Supplied records.
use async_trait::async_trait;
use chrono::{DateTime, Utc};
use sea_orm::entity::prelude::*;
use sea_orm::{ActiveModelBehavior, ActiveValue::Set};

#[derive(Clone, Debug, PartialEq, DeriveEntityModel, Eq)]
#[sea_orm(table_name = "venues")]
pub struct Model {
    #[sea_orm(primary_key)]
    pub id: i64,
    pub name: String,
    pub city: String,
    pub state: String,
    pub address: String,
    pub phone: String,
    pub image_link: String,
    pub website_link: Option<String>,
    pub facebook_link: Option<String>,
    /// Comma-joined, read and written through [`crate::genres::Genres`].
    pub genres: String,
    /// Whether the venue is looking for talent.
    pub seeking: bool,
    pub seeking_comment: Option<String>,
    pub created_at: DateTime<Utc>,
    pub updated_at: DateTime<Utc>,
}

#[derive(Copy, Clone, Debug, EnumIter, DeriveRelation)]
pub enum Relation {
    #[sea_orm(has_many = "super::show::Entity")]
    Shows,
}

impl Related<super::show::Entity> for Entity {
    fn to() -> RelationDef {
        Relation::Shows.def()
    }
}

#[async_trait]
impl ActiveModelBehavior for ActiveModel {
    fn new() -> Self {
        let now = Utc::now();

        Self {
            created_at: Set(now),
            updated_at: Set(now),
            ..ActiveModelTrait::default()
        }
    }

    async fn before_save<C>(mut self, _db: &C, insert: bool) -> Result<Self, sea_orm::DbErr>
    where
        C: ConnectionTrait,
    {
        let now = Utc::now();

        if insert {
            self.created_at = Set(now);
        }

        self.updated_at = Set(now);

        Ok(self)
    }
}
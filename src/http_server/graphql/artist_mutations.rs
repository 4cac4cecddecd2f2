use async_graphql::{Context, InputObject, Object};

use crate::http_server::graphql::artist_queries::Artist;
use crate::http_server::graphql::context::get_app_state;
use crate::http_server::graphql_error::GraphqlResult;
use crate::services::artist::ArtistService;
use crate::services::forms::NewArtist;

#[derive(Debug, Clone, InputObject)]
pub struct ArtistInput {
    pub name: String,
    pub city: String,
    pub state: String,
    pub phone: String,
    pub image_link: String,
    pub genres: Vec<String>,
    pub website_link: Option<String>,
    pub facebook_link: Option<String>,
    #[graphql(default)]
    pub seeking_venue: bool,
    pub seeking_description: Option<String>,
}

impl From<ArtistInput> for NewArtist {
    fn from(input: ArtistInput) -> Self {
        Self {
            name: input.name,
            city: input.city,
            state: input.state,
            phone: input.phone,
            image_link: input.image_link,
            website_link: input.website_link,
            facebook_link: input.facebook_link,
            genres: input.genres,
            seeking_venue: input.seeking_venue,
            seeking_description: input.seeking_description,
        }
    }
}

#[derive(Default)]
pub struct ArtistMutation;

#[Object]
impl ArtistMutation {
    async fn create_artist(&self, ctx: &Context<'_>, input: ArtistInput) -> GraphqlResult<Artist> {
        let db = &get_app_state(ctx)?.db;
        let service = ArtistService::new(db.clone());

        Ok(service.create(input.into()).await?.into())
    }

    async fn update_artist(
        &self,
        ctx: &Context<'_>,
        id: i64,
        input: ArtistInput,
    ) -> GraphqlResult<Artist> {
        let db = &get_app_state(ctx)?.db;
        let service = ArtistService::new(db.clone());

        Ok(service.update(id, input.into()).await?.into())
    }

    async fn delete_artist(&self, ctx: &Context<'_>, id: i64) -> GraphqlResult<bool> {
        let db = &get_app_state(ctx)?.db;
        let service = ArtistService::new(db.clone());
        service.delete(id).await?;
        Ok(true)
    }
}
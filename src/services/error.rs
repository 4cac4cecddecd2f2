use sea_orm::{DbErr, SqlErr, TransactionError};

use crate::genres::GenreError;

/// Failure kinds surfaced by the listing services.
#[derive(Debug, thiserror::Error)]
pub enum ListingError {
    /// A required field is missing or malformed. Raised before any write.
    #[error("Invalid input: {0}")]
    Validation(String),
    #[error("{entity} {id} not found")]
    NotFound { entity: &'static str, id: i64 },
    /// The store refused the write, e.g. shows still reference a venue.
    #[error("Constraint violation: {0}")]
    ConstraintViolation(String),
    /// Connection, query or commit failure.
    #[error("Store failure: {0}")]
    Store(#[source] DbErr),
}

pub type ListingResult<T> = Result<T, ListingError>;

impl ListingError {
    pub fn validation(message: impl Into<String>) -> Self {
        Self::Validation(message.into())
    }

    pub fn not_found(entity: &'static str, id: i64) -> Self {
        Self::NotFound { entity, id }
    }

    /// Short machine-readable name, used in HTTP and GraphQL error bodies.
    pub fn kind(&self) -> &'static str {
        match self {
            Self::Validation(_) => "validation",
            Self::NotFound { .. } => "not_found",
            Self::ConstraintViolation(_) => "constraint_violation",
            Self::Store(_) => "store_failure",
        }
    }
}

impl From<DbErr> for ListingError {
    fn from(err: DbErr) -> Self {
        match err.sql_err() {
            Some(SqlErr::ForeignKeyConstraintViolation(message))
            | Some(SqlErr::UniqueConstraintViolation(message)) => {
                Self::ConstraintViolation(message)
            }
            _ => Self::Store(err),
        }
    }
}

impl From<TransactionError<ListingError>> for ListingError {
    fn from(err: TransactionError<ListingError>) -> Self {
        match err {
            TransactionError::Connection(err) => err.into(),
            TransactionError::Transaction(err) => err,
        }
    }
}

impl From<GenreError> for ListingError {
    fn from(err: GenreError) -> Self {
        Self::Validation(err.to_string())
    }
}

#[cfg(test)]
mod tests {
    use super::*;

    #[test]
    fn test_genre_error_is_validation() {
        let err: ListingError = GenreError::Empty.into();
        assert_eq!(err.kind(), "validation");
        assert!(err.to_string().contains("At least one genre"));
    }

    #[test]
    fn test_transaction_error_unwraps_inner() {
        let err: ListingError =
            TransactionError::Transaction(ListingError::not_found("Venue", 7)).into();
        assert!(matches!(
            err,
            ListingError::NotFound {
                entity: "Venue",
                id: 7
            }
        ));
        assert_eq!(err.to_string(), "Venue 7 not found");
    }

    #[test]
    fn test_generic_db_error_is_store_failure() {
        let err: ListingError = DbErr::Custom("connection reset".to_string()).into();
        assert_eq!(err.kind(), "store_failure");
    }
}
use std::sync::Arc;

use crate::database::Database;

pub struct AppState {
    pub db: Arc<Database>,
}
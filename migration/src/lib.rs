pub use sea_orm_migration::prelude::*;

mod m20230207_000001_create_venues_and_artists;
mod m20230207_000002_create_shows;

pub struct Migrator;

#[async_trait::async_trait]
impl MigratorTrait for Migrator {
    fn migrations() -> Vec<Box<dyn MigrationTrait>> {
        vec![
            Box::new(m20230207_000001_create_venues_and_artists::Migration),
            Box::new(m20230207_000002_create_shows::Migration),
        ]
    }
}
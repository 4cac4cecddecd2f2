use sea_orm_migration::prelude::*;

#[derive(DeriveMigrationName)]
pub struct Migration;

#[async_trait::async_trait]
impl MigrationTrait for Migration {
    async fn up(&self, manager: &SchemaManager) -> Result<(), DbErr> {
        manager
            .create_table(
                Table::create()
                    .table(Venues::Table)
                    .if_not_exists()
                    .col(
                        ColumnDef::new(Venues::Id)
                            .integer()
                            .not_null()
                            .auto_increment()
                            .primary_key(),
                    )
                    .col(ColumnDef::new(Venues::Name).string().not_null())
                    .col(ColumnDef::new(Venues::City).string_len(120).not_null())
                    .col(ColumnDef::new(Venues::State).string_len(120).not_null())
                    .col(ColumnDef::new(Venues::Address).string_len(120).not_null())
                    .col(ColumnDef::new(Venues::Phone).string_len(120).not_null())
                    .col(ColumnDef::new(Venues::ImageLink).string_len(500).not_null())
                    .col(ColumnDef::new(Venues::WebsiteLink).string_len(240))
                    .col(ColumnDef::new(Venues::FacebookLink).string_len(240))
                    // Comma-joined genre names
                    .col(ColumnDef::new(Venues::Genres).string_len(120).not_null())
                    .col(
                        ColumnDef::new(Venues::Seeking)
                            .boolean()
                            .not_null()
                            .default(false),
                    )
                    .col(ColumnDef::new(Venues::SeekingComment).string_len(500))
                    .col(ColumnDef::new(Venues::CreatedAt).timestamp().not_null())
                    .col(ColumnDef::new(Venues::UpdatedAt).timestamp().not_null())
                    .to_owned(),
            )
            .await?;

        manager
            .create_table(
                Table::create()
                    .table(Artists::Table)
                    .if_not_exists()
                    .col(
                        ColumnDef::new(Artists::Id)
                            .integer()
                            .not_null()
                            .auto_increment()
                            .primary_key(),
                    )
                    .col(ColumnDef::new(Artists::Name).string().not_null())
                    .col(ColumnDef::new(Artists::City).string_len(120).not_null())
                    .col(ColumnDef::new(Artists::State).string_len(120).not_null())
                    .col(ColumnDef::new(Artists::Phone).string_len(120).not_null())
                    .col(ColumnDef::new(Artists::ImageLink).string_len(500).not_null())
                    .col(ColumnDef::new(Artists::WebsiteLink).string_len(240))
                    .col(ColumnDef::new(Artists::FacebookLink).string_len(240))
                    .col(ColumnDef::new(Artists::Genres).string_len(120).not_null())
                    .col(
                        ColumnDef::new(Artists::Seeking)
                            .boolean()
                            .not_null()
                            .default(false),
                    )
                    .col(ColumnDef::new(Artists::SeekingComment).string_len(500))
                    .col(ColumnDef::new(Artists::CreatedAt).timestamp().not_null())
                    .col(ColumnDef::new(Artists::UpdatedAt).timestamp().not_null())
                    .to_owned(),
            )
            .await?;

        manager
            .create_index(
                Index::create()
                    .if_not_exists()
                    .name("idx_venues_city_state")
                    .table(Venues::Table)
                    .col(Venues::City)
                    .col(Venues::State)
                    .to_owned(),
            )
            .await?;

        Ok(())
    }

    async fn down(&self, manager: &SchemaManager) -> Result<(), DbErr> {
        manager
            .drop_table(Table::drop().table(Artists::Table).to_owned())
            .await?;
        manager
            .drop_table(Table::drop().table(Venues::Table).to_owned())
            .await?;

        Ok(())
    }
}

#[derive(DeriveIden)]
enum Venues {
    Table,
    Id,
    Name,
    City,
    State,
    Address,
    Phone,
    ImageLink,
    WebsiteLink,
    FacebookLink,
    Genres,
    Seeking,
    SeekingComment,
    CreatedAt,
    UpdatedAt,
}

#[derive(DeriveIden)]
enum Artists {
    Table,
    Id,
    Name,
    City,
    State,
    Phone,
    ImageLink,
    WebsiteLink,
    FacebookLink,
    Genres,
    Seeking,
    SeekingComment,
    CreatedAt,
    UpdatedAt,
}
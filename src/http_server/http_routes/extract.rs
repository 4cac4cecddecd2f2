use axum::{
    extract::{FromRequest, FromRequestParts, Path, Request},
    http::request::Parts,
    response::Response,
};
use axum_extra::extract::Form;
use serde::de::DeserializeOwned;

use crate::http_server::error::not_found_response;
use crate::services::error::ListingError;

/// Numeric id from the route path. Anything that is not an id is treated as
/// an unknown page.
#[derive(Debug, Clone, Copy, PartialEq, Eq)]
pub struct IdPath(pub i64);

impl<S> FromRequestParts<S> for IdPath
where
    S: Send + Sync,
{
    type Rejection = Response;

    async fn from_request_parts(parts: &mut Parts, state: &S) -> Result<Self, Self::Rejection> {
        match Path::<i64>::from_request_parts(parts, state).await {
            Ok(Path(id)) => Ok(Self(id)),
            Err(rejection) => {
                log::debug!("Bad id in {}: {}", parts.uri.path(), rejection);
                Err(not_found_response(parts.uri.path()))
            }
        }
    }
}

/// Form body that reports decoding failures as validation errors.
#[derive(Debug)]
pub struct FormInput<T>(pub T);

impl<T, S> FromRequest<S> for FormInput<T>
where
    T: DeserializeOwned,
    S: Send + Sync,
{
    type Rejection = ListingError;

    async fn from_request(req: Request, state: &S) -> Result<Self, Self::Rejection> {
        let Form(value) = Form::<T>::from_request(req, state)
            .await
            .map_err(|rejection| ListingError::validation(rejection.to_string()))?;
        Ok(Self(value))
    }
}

---

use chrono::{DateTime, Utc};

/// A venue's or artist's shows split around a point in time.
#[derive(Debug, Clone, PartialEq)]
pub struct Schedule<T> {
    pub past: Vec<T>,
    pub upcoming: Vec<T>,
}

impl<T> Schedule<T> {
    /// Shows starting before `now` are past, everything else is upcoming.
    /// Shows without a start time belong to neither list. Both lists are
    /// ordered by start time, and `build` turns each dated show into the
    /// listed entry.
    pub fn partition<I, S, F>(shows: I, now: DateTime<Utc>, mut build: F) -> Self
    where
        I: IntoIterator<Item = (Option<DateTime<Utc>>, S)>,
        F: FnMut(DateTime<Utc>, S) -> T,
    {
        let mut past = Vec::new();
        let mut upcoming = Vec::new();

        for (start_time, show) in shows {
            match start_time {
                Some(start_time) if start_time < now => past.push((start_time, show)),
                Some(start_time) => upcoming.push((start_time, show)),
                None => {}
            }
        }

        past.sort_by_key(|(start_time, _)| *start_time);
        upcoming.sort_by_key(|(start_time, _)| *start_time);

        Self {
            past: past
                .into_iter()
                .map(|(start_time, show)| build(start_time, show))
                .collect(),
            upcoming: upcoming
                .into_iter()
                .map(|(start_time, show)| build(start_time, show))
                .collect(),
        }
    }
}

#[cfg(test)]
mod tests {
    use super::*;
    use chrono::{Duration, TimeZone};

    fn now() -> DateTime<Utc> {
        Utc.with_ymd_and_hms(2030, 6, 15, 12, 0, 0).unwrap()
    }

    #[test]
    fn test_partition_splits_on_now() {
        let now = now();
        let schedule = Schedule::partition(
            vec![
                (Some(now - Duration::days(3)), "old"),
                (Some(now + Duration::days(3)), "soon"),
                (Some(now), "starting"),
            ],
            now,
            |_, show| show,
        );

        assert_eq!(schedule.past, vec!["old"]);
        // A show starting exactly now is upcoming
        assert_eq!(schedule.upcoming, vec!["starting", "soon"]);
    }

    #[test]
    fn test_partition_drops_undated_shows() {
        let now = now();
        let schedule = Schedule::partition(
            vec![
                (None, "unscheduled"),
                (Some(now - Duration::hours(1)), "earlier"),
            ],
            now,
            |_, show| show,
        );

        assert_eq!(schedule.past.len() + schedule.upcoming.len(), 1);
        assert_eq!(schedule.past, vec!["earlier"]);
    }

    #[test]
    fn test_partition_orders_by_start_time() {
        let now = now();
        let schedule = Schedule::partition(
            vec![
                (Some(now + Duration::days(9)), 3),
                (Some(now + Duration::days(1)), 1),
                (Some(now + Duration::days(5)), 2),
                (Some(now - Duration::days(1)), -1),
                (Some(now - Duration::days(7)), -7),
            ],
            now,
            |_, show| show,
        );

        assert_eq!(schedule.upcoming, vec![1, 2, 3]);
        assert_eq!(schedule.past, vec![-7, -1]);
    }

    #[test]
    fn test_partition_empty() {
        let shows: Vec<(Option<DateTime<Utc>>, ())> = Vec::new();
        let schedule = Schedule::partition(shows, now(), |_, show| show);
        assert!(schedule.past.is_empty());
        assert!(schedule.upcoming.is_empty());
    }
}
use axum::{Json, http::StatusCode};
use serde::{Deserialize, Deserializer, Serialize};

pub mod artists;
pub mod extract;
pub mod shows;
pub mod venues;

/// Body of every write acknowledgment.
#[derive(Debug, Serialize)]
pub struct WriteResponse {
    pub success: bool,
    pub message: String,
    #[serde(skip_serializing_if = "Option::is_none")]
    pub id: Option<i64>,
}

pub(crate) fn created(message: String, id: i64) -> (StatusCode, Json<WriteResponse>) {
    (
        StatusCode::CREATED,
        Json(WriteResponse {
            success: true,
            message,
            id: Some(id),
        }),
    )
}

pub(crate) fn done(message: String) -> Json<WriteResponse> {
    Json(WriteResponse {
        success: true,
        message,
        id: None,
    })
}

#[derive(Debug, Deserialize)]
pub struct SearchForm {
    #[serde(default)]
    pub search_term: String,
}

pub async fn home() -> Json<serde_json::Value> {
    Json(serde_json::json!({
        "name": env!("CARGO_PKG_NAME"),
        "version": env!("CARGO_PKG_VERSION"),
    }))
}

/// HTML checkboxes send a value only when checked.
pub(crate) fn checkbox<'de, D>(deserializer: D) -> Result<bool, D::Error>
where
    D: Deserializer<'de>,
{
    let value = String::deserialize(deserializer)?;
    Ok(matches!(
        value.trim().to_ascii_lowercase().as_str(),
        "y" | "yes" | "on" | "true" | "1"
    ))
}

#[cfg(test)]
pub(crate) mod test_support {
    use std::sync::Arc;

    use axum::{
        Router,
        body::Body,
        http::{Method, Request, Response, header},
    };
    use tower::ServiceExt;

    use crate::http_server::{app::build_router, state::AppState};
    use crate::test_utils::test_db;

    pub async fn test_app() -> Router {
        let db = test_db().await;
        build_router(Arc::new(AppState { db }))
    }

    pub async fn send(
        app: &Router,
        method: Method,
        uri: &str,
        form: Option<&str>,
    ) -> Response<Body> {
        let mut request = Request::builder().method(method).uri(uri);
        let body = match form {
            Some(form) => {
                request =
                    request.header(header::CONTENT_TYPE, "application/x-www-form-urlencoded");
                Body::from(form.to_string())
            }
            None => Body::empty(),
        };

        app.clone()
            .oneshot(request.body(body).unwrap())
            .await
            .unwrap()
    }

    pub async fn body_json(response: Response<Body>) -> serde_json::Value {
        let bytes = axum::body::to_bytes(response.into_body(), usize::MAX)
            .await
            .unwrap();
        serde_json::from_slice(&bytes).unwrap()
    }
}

Your goal.
Among the lines above, show every one that contains the string "message".

Your response.
    pub fn validation(message: impl Into<String>) -> Self {
        Self::Validation(message.into())
            Some(SqlErr::ForeignKeyConstraintViolation(message))
            | Some(SqlErr::UniqueConstraintViolation(message)) => {
                Self::ConstraintViolation(message)
    pub message: String,
pub(crate) fn created(message: String, id: i64) -> (StatusCode, Json<WriteResponse>) {
            message,
pub(crate) fn done(message: String) -> Json<WriteResponse> {
        message,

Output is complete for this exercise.